Take the records below and print them verbatim up to and including the line that carries "pub type TextSize = u8;".

§ DATA FOR ANALYSIS
┄┄┄┄┄┄┄┄┄┄
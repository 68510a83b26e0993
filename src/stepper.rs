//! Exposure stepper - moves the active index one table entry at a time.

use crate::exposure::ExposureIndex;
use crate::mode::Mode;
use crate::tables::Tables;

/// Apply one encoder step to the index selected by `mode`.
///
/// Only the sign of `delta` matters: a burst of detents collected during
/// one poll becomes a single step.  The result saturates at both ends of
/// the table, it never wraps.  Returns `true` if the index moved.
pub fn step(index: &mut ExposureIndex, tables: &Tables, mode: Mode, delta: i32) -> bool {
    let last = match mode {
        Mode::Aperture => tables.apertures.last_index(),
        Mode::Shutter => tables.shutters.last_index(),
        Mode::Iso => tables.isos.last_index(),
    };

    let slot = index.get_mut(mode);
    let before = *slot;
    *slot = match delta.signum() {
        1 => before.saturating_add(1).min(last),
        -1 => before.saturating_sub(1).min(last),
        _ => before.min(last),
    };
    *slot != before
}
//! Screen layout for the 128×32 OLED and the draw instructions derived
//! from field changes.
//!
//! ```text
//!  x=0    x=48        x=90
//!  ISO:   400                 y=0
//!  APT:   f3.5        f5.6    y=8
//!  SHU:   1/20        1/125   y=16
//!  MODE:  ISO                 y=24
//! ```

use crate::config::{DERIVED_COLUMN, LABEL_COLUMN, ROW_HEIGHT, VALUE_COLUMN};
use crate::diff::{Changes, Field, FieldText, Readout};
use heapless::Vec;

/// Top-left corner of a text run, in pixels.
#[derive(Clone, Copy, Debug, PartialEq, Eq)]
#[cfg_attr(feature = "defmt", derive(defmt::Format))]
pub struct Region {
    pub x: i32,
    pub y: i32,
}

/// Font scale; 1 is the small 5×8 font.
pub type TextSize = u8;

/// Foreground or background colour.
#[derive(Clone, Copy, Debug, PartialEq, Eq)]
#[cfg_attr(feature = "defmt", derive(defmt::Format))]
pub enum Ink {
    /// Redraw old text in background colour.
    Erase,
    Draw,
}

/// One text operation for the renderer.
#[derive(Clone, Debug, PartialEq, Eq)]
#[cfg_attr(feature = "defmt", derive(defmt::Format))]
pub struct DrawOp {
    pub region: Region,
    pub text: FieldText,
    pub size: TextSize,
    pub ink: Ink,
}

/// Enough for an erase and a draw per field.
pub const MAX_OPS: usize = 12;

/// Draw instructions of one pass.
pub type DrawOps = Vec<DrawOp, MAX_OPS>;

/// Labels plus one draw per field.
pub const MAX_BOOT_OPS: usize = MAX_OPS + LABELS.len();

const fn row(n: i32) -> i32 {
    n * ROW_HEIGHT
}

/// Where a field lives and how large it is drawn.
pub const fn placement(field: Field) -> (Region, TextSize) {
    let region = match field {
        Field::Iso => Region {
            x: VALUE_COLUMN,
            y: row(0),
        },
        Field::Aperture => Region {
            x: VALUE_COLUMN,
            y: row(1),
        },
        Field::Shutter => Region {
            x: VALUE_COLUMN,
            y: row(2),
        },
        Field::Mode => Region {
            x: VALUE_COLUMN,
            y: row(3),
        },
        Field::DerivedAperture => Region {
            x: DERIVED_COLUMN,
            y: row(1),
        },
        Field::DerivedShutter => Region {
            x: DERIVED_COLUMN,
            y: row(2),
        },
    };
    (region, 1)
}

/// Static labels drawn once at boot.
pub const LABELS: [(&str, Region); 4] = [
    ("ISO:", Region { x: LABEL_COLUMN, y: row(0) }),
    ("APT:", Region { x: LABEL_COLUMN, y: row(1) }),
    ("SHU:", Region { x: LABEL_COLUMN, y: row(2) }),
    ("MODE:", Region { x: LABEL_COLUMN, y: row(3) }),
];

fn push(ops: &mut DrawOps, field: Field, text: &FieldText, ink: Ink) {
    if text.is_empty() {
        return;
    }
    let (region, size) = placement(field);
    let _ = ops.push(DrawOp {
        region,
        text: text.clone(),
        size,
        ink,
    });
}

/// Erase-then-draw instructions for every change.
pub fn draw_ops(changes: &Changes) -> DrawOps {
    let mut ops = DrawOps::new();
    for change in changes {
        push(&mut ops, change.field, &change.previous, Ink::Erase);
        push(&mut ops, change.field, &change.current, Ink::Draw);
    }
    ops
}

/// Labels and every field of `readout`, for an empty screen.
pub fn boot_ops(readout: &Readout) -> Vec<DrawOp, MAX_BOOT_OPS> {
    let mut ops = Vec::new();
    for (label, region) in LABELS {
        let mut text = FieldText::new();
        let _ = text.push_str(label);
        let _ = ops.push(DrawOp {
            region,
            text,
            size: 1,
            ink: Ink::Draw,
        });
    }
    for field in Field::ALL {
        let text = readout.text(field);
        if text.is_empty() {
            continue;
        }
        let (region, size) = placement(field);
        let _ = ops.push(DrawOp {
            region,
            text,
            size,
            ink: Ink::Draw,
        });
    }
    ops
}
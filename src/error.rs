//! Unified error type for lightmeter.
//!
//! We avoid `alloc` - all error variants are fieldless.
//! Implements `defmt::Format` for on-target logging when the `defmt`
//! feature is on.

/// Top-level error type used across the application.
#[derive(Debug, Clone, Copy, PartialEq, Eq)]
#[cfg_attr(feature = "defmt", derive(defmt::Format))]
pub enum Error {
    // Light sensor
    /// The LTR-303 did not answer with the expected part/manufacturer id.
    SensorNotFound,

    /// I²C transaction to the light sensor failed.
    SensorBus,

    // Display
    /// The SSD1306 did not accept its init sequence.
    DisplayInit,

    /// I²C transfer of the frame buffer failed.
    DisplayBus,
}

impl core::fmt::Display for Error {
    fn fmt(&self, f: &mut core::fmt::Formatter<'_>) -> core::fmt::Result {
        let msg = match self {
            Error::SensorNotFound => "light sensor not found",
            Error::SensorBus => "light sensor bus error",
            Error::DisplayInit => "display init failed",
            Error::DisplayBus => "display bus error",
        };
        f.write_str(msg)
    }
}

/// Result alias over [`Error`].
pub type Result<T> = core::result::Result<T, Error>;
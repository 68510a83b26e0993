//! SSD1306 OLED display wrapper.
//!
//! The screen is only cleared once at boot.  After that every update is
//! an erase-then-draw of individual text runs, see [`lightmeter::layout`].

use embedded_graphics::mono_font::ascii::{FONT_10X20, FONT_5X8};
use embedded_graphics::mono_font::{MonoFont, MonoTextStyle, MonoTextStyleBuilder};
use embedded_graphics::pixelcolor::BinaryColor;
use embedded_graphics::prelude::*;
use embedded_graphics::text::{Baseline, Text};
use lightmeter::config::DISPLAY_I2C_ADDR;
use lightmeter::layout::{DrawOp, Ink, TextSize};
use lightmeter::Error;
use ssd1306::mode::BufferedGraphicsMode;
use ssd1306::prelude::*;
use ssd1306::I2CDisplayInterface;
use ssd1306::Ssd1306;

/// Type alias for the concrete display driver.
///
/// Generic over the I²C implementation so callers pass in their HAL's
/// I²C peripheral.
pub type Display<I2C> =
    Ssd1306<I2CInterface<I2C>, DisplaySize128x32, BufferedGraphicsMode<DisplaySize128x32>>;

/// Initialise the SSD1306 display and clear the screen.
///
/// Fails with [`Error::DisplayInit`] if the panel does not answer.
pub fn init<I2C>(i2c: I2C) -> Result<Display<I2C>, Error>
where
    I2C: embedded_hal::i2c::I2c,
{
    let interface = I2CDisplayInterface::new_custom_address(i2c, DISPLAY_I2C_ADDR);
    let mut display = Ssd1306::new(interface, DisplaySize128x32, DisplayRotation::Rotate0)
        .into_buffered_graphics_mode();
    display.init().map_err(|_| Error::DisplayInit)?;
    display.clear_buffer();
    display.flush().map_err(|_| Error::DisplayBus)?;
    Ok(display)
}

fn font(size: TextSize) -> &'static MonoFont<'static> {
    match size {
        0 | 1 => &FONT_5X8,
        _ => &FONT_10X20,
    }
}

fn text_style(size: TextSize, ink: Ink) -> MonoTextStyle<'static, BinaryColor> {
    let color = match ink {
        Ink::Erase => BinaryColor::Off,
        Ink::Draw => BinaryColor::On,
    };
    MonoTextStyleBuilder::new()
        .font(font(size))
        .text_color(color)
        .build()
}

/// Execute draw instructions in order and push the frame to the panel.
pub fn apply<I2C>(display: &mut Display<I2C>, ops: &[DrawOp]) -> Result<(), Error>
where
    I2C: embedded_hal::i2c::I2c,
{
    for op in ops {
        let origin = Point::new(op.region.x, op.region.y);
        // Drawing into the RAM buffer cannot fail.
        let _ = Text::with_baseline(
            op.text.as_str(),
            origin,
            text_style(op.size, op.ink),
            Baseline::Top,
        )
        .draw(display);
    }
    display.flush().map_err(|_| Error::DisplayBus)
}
┄┄┄┄┄┄┄┄┄┄
§ ANSWER TO THE EXERCISE
repository 68510a83b26e0993
filename src/stepper.rs
//! Exposure stepper - moves the active index one table entry at a time.

use crate::exposure::ExposureIndex;
use crate::mode::Mode;
use crate::tables::Tables;

/// Apply one encoder step to the index selected by `mode`.
///
/// Only the sign of `delta` matters: a burst of detents collected during
/// one poll becomes a single step.  The result saturates at both ends of
/// the table, it never wraps.  Returns `true` if the index moved.
pub fn step(index: &mut ExposureIndex, tables: &Tables, mode: Mode, delta: i32) -> bool {
    let last = match mode {
        Mode::Aperture => tables.apertures.last_index(),
        Mode::Shutter => tables.shutters.last_index(),
        Mode::Iso => tables.isos.last_index(),
    };

    let slot = index.get_mut(mode);
    let before = *slot;
    *slot = match delta.signum() {
        1 => before.saturating_add(1).min(last),
        -1 => before.saturating_sub(1).min(last),
        _ => before.min(last),
    };
    *slot != before
}
//! Screen layout for the 128×32 OLED and the draw instructions derived
//! from field changes.
//!
//! ```text
//!  x=0    x=48        x=90
//!  ISO:   400                 y=0
//!  APT:   f3.5        f5.6    y=8
//!  SHU:   1/20        1/125   y=16
//!  MODE:  ISO                 y=24
//! ```

use crate::config::{DERIVED_COLUMN, LABEL_COLUMN, ROW_HEIGHT, VALUE_COLUMN};
use crate::diff::{Changes, Field, FieldText, Readout};
use heapless::Vec;

/// Top-left corner of a text run, in pixels.
#[derive(Clone, Copy, Debug, PartialEq, Eq)]
#[cfg_attr(feature = "defmt", derive(defmt::Format))]
pub struct Region {
    pub x: i32,
    pub y: i32,
}

/// Font scale; 1 is the small 5×8 font.
pub type TextSize = u8;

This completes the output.